*Data supplied*
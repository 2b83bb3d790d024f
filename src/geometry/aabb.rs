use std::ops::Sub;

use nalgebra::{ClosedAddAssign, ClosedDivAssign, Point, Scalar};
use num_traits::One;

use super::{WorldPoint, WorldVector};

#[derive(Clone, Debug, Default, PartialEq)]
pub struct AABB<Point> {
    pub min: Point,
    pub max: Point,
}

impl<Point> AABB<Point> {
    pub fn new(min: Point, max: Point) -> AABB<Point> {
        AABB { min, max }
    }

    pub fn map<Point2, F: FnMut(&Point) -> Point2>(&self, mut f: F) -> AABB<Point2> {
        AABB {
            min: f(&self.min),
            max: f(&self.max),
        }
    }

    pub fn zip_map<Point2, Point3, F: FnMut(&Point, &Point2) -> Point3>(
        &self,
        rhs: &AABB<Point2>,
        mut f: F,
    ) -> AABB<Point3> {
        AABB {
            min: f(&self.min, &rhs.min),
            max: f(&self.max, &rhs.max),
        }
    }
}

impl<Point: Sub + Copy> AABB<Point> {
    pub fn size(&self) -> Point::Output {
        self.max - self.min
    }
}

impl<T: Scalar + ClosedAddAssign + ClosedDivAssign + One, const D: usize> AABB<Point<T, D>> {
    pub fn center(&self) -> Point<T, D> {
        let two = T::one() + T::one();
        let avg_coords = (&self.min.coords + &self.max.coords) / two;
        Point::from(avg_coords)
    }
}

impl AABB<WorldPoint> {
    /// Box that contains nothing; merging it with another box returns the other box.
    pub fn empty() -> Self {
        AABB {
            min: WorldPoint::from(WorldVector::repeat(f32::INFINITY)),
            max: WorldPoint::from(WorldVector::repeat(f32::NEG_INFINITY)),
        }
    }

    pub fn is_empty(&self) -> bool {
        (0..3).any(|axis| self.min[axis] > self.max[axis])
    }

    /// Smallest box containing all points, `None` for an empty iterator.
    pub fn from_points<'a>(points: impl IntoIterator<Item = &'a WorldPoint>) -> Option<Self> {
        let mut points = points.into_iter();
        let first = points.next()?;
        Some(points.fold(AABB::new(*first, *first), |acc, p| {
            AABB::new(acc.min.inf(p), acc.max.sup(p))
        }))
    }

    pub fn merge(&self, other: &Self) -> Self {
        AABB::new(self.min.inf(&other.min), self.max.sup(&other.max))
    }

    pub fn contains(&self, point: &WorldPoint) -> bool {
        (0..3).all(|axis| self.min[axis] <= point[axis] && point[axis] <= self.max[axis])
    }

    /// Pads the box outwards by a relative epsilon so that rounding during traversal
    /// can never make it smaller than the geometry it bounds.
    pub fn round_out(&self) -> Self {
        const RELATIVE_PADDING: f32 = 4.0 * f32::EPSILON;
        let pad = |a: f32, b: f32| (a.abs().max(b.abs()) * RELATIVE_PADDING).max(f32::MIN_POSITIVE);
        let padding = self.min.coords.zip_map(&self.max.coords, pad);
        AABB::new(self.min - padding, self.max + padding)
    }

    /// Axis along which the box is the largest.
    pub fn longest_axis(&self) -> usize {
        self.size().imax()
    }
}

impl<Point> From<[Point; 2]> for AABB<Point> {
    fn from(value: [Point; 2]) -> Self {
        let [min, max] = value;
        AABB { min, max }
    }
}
--
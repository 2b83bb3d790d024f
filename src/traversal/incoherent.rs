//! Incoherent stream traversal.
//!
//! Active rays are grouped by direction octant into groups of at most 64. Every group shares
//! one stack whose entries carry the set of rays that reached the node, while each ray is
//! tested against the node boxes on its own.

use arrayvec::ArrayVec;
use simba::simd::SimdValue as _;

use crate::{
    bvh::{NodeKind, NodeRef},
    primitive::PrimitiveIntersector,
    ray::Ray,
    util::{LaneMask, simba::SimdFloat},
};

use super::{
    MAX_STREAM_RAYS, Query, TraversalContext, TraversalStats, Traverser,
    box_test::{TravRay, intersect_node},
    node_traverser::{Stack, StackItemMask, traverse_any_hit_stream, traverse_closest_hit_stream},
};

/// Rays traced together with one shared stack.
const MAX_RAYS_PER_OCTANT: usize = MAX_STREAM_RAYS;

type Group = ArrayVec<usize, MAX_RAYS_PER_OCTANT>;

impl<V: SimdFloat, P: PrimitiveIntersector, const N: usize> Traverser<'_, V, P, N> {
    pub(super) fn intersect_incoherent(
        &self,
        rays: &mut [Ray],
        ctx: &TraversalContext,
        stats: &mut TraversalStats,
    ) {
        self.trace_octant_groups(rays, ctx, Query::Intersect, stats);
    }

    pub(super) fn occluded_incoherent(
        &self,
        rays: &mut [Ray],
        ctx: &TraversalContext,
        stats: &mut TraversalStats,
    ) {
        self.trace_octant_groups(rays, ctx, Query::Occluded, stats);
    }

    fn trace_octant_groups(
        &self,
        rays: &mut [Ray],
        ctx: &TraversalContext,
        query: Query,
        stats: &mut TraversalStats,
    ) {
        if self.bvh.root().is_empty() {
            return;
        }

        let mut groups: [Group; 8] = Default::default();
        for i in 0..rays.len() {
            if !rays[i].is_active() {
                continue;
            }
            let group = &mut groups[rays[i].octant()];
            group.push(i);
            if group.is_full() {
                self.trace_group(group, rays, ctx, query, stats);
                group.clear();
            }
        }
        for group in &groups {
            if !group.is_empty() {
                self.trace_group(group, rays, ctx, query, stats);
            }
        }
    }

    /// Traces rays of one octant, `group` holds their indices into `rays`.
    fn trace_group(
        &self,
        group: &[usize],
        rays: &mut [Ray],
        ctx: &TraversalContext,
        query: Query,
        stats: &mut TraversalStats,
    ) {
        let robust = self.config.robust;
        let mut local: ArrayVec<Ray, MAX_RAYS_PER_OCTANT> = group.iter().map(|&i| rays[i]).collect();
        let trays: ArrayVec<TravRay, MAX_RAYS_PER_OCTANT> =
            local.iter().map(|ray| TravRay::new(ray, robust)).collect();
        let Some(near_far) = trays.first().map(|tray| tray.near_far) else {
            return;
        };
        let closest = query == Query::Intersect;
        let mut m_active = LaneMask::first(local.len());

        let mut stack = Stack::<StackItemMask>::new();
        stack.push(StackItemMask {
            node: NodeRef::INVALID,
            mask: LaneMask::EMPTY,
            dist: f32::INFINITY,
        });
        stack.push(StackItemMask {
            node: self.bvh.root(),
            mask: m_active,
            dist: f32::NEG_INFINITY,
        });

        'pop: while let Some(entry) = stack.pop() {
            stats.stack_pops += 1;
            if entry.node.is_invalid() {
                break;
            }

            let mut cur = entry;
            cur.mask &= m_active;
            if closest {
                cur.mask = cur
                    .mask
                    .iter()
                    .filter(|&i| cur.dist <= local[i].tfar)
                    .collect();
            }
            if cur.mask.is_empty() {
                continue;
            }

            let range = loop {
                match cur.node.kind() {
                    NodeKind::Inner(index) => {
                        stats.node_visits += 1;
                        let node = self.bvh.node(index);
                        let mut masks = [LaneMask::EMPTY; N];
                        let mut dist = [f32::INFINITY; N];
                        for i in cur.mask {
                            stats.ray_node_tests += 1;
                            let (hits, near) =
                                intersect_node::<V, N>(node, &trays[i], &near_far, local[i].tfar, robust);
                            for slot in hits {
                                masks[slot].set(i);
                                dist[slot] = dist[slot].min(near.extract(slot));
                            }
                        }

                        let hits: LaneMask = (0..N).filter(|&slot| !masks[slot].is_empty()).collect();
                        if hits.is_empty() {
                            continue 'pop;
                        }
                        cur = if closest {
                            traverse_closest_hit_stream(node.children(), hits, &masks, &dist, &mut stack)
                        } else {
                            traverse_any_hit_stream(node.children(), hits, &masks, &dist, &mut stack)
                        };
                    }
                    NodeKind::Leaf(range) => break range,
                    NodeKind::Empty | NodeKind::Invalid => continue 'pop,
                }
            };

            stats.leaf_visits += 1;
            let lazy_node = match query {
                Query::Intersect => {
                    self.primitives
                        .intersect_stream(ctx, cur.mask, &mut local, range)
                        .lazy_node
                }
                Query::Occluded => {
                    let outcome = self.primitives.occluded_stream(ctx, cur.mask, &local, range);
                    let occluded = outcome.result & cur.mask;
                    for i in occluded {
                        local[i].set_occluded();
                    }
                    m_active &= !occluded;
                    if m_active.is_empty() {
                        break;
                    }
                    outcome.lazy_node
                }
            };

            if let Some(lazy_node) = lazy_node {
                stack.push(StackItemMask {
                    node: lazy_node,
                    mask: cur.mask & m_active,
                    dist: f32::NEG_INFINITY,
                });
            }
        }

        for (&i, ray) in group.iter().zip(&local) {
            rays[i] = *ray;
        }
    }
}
* * *
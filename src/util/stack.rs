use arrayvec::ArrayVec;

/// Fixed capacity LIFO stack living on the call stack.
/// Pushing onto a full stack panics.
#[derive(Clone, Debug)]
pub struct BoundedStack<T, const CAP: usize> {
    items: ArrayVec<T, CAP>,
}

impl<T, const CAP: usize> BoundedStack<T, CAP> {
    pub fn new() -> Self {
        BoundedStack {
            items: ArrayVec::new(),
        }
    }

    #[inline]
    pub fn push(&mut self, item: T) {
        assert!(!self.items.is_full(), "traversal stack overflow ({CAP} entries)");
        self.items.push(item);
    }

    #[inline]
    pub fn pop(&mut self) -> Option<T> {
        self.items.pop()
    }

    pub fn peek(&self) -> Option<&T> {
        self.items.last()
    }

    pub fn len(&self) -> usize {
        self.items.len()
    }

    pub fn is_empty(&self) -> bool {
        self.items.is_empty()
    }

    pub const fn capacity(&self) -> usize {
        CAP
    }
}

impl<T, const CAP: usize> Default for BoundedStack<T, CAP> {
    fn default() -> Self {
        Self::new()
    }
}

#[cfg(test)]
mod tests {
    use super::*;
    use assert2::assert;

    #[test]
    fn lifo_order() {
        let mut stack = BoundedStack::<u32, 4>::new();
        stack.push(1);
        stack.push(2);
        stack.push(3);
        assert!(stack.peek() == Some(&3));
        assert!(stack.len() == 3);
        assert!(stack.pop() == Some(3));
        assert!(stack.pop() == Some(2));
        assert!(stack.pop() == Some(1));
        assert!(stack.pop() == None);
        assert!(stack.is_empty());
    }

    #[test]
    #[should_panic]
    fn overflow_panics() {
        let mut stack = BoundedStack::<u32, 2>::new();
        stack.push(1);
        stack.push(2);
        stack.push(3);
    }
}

*Exercise brief*
Search the entries for the word "match" and copy every line that has it.

*Written response*
                match cur.node.kind() {
            let lazy_node = match query {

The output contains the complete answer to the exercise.